◆ **Your task**
Your answer must hold only the lines below from the line containing "fn add(self, rhs: Self)" through the line containing "let sign = if", each reproduced exactly.

START Supplied information

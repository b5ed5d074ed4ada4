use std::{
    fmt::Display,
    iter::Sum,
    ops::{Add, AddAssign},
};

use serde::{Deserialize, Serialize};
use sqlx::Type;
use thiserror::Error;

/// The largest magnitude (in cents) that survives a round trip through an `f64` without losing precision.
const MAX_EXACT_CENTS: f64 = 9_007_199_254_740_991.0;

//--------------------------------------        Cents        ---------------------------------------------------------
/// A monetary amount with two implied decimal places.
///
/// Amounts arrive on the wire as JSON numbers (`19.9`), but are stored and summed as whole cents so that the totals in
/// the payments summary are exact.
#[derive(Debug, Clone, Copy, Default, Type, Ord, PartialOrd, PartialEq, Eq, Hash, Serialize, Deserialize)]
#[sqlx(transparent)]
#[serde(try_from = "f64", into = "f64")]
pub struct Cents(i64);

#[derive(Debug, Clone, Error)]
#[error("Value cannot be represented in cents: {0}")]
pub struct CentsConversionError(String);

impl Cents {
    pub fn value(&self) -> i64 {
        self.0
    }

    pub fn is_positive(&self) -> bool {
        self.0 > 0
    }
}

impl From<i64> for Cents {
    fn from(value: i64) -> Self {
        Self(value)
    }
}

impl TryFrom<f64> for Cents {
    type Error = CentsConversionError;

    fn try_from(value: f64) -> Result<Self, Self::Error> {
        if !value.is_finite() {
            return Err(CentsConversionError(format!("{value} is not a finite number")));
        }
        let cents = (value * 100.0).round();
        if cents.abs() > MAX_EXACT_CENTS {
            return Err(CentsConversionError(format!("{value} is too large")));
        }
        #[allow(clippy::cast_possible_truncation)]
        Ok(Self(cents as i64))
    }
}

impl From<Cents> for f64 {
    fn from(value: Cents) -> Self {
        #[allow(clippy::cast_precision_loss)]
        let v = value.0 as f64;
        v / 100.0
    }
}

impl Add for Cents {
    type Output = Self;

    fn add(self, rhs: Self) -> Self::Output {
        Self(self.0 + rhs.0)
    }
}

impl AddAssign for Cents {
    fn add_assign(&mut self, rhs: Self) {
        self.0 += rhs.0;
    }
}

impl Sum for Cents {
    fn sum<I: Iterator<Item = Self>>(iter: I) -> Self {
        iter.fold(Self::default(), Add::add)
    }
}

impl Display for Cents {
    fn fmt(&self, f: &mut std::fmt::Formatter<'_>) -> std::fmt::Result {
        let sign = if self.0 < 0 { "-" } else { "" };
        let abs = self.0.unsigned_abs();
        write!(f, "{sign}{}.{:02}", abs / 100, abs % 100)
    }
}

END Supplied information
START Supplied information

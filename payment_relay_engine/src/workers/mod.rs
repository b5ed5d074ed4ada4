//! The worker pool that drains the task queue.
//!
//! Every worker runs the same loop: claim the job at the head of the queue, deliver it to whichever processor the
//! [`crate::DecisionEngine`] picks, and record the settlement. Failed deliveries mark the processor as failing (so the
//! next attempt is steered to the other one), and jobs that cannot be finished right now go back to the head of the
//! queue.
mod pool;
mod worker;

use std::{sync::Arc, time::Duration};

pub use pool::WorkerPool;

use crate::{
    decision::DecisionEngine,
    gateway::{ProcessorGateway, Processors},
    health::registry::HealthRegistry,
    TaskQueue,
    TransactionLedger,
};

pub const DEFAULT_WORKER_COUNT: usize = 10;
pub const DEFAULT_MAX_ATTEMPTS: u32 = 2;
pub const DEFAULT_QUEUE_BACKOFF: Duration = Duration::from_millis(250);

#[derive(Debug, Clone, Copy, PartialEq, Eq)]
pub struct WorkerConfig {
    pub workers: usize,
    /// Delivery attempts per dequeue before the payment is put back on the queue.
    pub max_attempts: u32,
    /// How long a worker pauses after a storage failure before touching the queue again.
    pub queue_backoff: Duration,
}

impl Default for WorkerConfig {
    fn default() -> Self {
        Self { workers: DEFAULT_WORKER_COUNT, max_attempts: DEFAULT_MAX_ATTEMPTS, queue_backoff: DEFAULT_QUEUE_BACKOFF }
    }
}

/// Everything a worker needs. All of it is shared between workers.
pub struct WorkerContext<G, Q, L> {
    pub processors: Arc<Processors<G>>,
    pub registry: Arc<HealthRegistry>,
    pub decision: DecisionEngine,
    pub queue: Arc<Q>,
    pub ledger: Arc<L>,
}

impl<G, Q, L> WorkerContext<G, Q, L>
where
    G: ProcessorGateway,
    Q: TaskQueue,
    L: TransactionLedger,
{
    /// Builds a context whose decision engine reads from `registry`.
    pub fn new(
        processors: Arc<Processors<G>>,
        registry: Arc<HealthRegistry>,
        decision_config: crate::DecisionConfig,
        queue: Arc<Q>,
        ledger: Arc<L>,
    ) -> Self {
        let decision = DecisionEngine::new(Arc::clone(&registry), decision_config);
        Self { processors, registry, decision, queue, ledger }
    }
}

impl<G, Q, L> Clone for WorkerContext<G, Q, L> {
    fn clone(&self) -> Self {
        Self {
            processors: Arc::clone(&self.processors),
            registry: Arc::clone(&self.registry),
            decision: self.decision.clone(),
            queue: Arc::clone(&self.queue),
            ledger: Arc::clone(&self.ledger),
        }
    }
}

END Supplied information

◆ **Reply to the task**
    fn add(self, rhs: Self) -> Self::Output {
        Self(self.0 + rhs.0)
    }
}

impl AddAssign for Cents {
    fn add_assign(&mut self, rhs: Self) {
        self.0 += rhs.0;
    }
}

impl Sum for Cents {
    fn sum<I: Iterator<Item = Self>>(iter: I) -> Self {
        iter.fold(Self::default(), Add::add)
    }
}

impl Display for Cents {
    fn fmt(&self, f: &mut std::fmt::Formatter<'_>) -> std::fmt::Result {
        let sign = if self.0 < 0 { "-" } else { "" };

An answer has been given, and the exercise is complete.